IT - Cyber Security Architect/Engineer III
PlanIT Group, LLC · Reston, VA · 2 mo ago
RemoteRemoteEngineeringContract
Key Responsibilities
- Lead the design of a global Zero Trust architecture, ensuring robust identity governance (IAM), network micro-segmentation, and data encryption across AWS, Azure, or GCP.
- Architect specialized security frameworks for AI/ML pipelines, focusing on data privacy for training sets, model integrity, and securing LLM-integrated applications against emerging attack vectors.
- Develop and enforce enterprise-wide security policies using Terraform, etc., ensuring that non-compliant infrastructure is automatically remediated or blocked from deployment.
- Design and oversee the integration of CNAPP and CSPM tools to provide real-time visibility into misconfigurations, vulnerabilities, and excessive permissions.
- Conduct deep-dive threat modeling for complex cloud-native systems, simulating advanced persistent threats (APTs) and "blast radius" scenarios to strengthen system resilience.
- Act as the lead security advisor for the Cloud Architecture team, bridging the gap between DevOps agility and rigorous regulatory compliance (SOC2).
Technical Qualifications
- Mastery of cloud-native security suites (e.g., AWS Security Hub, Azure Defender, GCP Security Command Center).
- Expert knowledge of Identity-First Security, including CIEM, Just-In-Time (JIT) access, and complex OIDC/SAML flows.
- Proficiency in Python, Go, or Bash to build custom security automations and integrate with SOAR platforms.
- Deep experience embedding automated security testing (SAST/DAST/SCA) directly into CI/CD pipelines.
- Advanced understanding of secure connectivity, including SD-WAN, Cloud WAF, and Zero Trust Network Access (ZTNA).
Preferred Experience
- 12+ years in Cybersecurity, with at least 6 years focused on architecting secure cloud environments at scale.
- Top-tier credentials.
- Advanced degree in Computer Science, Cybersecurity, or a related engineering field preferred.

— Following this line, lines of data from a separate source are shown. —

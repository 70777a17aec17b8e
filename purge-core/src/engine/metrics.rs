use serde::{Deserialize, Serialize};

#[derive(Debug, Clone, Default, PartialEq, Eq, Serialize, Deserialize)]
pub struct EngineMetrics {
    pub batches_selected: u64,
    pub items_clicked: u64,
    pub scroll_advances: u64,
    pub removal_commands: u64,
    pub confirmations: u64,
    pub deselections: u64,
    pub batches_finalized: u64,
}

impl EngineMetrics {
    pub fn record_batch(&mut self, clicked: usize) {
        self.batches_selected = self.batches_selected.saturating_add(1);
        self.items_clicked = self.items_clicked.saturating_add(clicked as u64);
    }

    pub fn record_scroll(&mut self) {
        self.scroll_advances = self.scroll_advances.saturating_add(1);
    }

    pub fn record_removal_command(&mut self) {
        self.removal_commands = self.removal_commands.saturating_add(1);
    }

    pub fn record_confirmation(&mut self) {
        self.confirmations = self.confirmations.saturating_add(1);
    }

    pub fn record_deselections(&mut self, count: usize) {
        self.deselections = self.deselections.saturating_add(count as u64);
    }

    pub fn record_finalized(&mut self) {
        self.batches_finalized = self.batches_finalized.saturating_add(1);
    }
}
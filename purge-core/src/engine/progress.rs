use std::fmt;
use std::time::Duration;

use chrono::{DateTime, Utc};
use serde::{Deserialize, Serialize};

#[derive(Debug, Clone, Copy, PartialEq, Eq, Hash, Serialize, Deserialize)]
#[serde(rename_all = "snake_case")]
pub enum EngineStatus {
    Idle,
    Selecting,
    Deleting,
    Scrolling,
    Paused,
    Done,
    Error,
}

impl EngineStatus {
    pub fn as_str(self) -> &'static str {
        match self {
            EngineStatus::Idle => "idle",
            EngineStatus::Selecting => "selecting",
            EngineStatus::Deleting => "deleting",
            EngineStatus::Scrolling => "scrolling",
            EngineStatus::Paused => "paused",
            EngineStatus::Done => "done",
            EngineStatus::Error => "error",
        }
    }

    /// Human-facing description for progress displays.
    pub fn label(self) -> &'static str {
        match self {
            EngineStatus::Idle => "Ready",
            EngineStatus::Selecting => "Selecting items…",
            EngineStatus::Deleting => "Deleting batch…",
            EngineStatus::Scrolling => "Loading more…",
            EngineStatus::Paused => "Paused",
            EngineStatus::Done => "Complete",
            EngineStatus::Error => "Error",
        }
    }

    pub fn is_running(self) -> bool {
        match self {
            EngineStatus::Selecting | EngineStatus::Deleting | EngineStatus::Scrolling => true,
            EngineStatus::Idle | EngineStatus::Paused | EngineStatus::Done | EngineStatus::Error => {
                false
            }
        }
    }

    pub fn is_terminal(self) -> bool {
        match self {
            EngineStatus::Done | EngineStatus::Error => true,
            EngineStatus::Idle
            | EngineStatus::Selecting
            | EngineStatus::Deleting
            | EngineStatus::Scrolling
            | EngineStatus::Paused => false,
        }
    }
}

impl fmt::Display for EngineStatus {
    fn fmt(&self, f: &mut fmt::Formatter<'_>) -> fmt::Result {
        f.write_str(self.as_str())
    }
}

#[derive(Debug, Clone, PartialEq, Eq, Serialize, Deserialize)]
pub struct Progress {
    pub deleted: u64,
    pub selected: u64,
    pub status: EngineStatus,
    pub started_at: DateTime<Utc>,
    #[serde(skip_serializing_if = "Option::is_none")]
    pub error: Option<String>,
}

impl Default for Progress {
    fn default() -> Self {
        Self {
            deleted: 0,
            selected: 0,
            status: EngineStatus::Idle,
            started_at: Utc::now(),
            error: None,
        }
    }
}

/// `"1m 30s"`, or `"45s"` under a minute.
pub fn format_elapsed(elapsed: Duration) -> String {
    let total = elapsed.as_secs();
    let minutes = total / 60;
    let seconds = total % 60;
    if minutes > 0 {
        format!("{minutes}m {seconds}s")
    } else {
        format!("{seconds}s")
    }
}

/// Like [`format_elapsed`] but switches to `"2h 5m"` past the hour.
pub fn format_eta(remaining: Duration) -> String {
    let total = remaining.as_secs();
    let hours = total / 3600;
    if hours > 0 {
        format!("{hours}h {}m", (total % 3600) / 60)
    } else {
        format_elapsed(remaining)
    }
}
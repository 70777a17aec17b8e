pub mod completions;
pub mod run;
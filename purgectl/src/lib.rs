pub mod commands;

use std::io;
use std::path::{Path, PathBuf};
use std::time::Duration;

use clap::{Parser, Subcommand, ValueEnum};
use purge_core::{load_purge_config, EngineStatus, PurgeConfig, SelectorDef};
use serde::Serialize;
use thiserror::Error;
use tracing_subscriber::EnvFilter;

use commands::completions::CompletionsArgs;
use commands::run::RunArgs;

pub type Result<T> = std::result::Result<T, AppError>;

/// Used when `--config` is not given and the file exists.
pub const DEFAULT_CONFIG_PATH: &str = "configs/purge.toml";
/// Environment variable holding the log filter when `--log-level` is absent.
pub const LOG_ENV: &str = "PURGE_LOG";

#[derive(Debug, Error)]
pub enum AppError {
    #[error("config error: {0}")]
    Config(#[from] purge_core::ConfigError),
    #[error("browser error: {0}")]
    Browser(#[from] purge_core::BrowserError),
    #[error("io error: {0}")]
    Io(#[from] io::Error),
    #[error("serialization error: {0}")]
    Serialize(#[from] serde_json::Error),
    #[error("invalid log filter: {0}")]
    LogFilter(String),
    #[error("run ended with an error: {0}")]
    RunFailed(String),
}

#[derive(Parser, Debug)]
#[command(
    name = "purgectl",
    author,
    version,
    about = "Bulk removal of items from an infinite-scroll web list",
    long_about = None
)]
pub struct Cli {
    /// Path to purge.toml (defaults to configs/purge.toml when present)
    #[arg(long, global = true)]
    pub config: Option<PathBuf>,
    /// Output format
    #[arg(long, value_enum, default_value_t = OutputFormat::Text, global = true)]
    pub format: OutputFormat,
    /// Log filter such as `info` or `purge_core=debug`; overrides PURGE_LOG
    #[arg(long, global = true)]
    pub log_level: Option<String>,
    #[command(subcommand)]
    pub command: Commands,
}

#[derive(Debug, Clone, Copy, ValueEnum)]
pub enum OutputFormat {
    Text,
    Json,
}

#[derive(Subcommand, Debug)]
pub enum Commands {
    /// Select and remove items until the count is reached or the list ends
    Run(RunArgs),
    /// Show the effective configuration
    Config,
    /// Generate shell completions
    Completions(CompletionsArgs),
}

pub fn run(cli: Cli) -> Result<()> {
    match &cli.command {
        Commands::Completions(args) => {
            args.write(&mut io::stdout());
        }
        Commands::Config => {
            init_logging(cli.log_level.as_deref())?;
            let config = load_config(cli.config.as_deref())?;
            render(&config, cli.format)?;
        }
        Commands::Run(args) => {
            init_logging(cli.log_level.as_deref())?;
            let config = args.apply(load_config(cli.config.as_deref())?)?;
            let runtime = tokio::runtime::Builder::new_multi_thread()
                .enable_all()
                .build()?;
            let outcome = runtime.block_on(commands::run::execute(config, args));
            // stdin reads park a blocking thread that never sees EOF on a tty
            runtime.shutdown_timeout(Duration::from_millis(200));
            let report = outcome?;
            render(&report, cli.format)?;
            if report.status == EngineStatus::Error {
                return Err(AppError::RunFailed(
                    report.error.unwrap_or_else(|| "unknown failure".to_string()),
                ));
            }
        }
    }
    Ok(())
}

fn init_logging(level: Option<&str>) -> Result<()> {
    let filter = match level {
        Some(level) => {
            EnvFilter::try_new(level).map_err(|err| AppError::LogFilter(err.to_string()))?
        }
        None => EnvFilter::try_from_env(LOG_ENV).unwrap_or_else(|_| EnvFilter::new("info")),
    };
    // A subscriber may already be installed when embedded; keep the existing one.
    let _ = tracing_subscriber::fmt()
        .with_env_filter(filter)
        .with_writer(io::stderr)
        .with_target(false)
        .try_init();
    Ok(())
}

/// Reads `path`, else [`DEFAULT_CONFIG_PATH`] when it exists, else the
/// built-in defaults.
pub fn load_config(path: Option<&Path>) -> Result<PurgeConfig> {
    match path {
        Some(path) => Ok(load_purge_config(path)?),
        None if Path::new(DEFAULT_CONFIG_PATH).exists() => {
            Ok(load_purge_config(DEFAULT_CONFIG_PATH)?)
        }
        None => {
            let config = PurgeConfig::default();
            config.validate()?;
            Ok(config)
        }
    }
}

pub(crate) fn render<T>(value: &T, format: OutputFormat) -> Result<()>
where
    T: Serialize + DisplayFallback,
{
    match format {
        OutputFormat::Text => {
            println!("{}", value.display());
            Ok(())
        }
        OutputFormat::Json => {
            let json = serde_json::to_string_pretty(value)?;
            println!("{}", json);
            Ok(())
        }
    }
}

pub(crate) trait DisplayFallback {
    fn display(&self) -> String;
}

impl DisplayFallback for PurgeConfig {
    fn display(&self) -> String {
        let engine = &self.engine;
        let retry = &self.retry;
        let chromium = &self.chromium;
        let mut lines = vec![
            "Engine:".to_string(),
            format!("  max_count: {}", engine.max_count),
            format!("  timeout_ms: {}", engine.timeout_ms),
            format!("  poll_delay_ms: {}", engine.poll_delay_ms),
            format!("  dry_run: {}", engine.dry_run),
            "Retry:".to_string(),
            format!(
                "  {} retries, {}ms to {}ms, factor {}",
                retry.max_retries, retry.base_delay_ms, retry.max_delay_ms, retry.factor
            ),
            "Chromium:".to_string(),
            format!("  target_url: {}", chromium.target_url),
            format!("  headless: {}", chromium.headless),
            format!(
                "  window: {}x{}",
                chromium.window_width, chromium.window_height
            ),
            format!(
                "  user_data_dir: {}",
                chromium.user_data_dir.as_deref().unwrap_or("-")
            ),
            "Selectors:".to_string(),
        ];
        for def in self.selectors.definitions() {
            lines.push(selector_line(def));
        }
        lines.push(format!(
            "  confirm label: {:?}",
            self.selectors.confirm_label
        ));
        lines.join("\n")
    }
}

fn selector_line(def: &SelectorDef) -> String {
    format!("  {}: {}", def.name, def.identifiers().collect::<Vec<_>>().join(" | "))
}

- BS degree from an accredited College/University in the applicable field of services is required, or four additional years of relevant experience in lieu of a college degree.
- Strong ability to bridge the gap between "Speed of DevOps" and "Rigors of Security" while communicating clearly with executive leadership.
- Proven ability to influence technical roadmaps and present security risks clearly to C-suite stakeholders.
Core Objectives
- Help Transition the organization to a "Zero Standing Privilege" model for all production environments.
- Achieve automated auditing for core compliance frameworks (e.g., NIST, CIS Benchmarks).
- Reduce the detection time of anomalous cloud activity to minimum.
Additional Provisions
- Pass a client mandated clearance process to include drug screening, criminal history check and credit check.
- Continuation of employment is based on the candidate receiving a sensitive clearance.
- All candidates must be a US Citizen or permanent status Green Card holder.
- Cannot have more than 6 months travel outside the United States within the last five years.
- Military Service excluded (Exception does not include military family members).
- All overtime must be pre-approved in writing by the client manager or his/her designated representative.
- The enforced dress code is business casual, i.e., collared shirt with slacks for men, no skirts above the knee for women.